[Source data]
[Start of section]

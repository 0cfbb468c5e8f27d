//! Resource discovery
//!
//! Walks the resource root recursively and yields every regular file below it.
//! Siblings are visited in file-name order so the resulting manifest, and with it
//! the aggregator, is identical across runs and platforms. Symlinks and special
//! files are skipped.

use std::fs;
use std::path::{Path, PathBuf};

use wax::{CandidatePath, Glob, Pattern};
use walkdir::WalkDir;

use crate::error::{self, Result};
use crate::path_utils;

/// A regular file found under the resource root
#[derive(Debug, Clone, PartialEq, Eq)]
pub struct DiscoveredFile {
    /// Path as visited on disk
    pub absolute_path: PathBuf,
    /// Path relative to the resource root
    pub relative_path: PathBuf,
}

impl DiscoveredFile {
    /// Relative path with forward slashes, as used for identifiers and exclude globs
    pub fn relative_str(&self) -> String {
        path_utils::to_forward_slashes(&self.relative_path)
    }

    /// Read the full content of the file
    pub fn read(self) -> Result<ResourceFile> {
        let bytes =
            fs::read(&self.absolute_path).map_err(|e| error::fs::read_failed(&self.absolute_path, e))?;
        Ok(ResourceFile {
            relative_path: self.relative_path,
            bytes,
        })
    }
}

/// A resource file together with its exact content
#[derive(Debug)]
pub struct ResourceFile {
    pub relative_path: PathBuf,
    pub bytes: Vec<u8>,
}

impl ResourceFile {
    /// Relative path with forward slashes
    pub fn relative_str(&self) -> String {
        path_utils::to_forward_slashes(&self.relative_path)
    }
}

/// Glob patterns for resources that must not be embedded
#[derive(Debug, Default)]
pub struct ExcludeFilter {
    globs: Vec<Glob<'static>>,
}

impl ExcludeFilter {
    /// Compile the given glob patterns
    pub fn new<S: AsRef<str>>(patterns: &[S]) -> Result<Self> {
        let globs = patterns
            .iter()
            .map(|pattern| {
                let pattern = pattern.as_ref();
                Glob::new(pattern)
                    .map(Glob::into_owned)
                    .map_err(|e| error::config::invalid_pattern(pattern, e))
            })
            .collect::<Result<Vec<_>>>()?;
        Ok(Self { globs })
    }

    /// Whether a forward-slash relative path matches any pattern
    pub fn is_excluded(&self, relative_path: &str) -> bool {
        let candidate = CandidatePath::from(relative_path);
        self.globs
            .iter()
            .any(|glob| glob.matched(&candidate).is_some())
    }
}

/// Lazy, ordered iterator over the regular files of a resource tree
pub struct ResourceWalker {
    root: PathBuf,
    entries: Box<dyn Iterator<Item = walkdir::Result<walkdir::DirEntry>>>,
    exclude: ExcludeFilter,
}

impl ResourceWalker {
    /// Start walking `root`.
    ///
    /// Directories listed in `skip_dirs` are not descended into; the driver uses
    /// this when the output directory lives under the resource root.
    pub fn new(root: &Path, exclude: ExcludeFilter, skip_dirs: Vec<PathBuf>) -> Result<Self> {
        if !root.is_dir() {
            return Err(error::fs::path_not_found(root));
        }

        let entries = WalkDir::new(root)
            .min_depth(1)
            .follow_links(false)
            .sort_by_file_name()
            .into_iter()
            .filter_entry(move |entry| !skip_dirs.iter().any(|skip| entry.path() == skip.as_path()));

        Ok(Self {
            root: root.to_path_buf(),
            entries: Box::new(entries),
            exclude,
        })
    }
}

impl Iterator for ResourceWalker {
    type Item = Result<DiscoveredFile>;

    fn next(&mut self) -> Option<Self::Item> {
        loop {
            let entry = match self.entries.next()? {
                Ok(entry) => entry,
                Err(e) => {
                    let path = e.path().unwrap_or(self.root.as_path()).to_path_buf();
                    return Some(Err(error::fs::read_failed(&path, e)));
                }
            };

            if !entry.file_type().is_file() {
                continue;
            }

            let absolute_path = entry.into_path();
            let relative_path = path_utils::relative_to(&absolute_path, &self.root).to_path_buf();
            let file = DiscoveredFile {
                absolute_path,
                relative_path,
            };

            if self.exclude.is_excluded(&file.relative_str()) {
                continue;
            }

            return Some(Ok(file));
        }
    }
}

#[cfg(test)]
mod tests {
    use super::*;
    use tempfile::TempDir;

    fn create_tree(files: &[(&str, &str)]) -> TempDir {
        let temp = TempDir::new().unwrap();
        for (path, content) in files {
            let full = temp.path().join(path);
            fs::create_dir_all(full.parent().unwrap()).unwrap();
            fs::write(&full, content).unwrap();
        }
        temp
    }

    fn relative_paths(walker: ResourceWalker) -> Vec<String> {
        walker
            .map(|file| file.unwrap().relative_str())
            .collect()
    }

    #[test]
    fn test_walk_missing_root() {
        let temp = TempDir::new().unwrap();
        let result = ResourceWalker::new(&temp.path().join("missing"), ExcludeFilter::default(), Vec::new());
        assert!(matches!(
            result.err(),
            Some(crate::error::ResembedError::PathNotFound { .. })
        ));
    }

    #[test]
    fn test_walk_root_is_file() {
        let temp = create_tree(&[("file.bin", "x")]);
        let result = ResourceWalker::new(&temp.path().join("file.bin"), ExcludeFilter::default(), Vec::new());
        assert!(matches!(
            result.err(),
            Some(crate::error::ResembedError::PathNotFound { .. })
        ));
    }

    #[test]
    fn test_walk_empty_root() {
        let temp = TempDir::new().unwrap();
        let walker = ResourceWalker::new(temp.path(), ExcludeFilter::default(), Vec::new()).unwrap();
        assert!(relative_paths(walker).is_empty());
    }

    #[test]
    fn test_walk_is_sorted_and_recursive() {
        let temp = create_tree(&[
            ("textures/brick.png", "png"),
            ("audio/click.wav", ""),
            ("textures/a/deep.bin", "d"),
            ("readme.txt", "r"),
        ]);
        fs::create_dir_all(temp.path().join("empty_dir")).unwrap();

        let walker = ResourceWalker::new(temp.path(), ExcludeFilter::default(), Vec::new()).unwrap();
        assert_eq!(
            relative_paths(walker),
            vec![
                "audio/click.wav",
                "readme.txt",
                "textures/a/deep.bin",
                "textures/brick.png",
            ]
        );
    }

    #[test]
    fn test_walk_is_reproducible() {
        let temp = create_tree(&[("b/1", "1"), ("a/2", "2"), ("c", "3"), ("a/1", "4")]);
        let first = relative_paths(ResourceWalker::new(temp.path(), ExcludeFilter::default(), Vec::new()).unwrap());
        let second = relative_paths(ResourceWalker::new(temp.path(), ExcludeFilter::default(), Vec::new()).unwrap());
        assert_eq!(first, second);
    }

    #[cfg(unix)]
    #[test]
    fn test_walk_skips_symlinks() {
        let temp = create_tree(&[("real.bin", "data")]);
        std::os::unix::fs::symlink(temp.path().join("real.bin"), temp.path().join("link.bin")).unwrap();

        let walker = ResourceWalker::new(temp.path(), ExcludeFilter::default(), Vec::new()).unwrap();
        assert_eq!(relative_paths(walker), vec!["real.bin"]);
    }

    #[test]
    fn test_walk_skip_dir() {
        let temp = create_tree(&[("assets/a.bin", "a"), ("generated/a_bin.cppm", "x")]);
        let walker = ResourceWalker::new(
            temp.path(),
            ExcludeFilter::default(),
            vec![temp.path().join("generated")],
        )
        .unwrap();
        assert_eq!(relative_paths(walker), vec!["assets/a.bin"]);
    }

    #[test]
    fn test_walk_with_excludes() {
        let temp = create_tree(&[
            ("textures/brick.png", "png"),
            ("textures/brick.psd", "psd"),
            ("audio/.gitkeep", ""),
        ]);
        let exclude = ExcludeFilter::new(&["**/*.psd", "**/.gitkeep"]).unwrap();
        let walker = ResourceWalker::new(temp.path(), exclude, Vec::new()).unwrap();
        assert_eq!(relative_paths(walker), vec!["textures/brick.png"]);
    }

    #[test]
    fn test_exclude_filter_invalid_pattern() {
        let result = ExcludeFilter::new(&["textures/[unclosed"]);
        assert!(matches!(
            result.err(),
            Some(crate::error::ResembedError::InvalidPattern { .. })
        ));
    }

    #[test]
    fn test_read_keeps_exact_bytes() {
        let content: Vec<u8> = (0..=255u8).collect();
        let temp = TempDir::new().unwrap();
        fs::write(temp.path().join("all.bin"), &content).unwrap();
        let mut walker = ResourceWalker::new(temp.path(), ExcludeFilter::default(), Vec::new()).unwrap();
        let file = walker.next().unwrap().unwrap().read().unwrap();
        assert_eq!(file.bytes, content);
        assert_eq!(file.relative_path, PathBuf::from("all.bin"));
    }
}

[End of section]

### Activity
Exactly how many lines of the data above hold the word "from"? The number is the whole answer.

### Your solution
2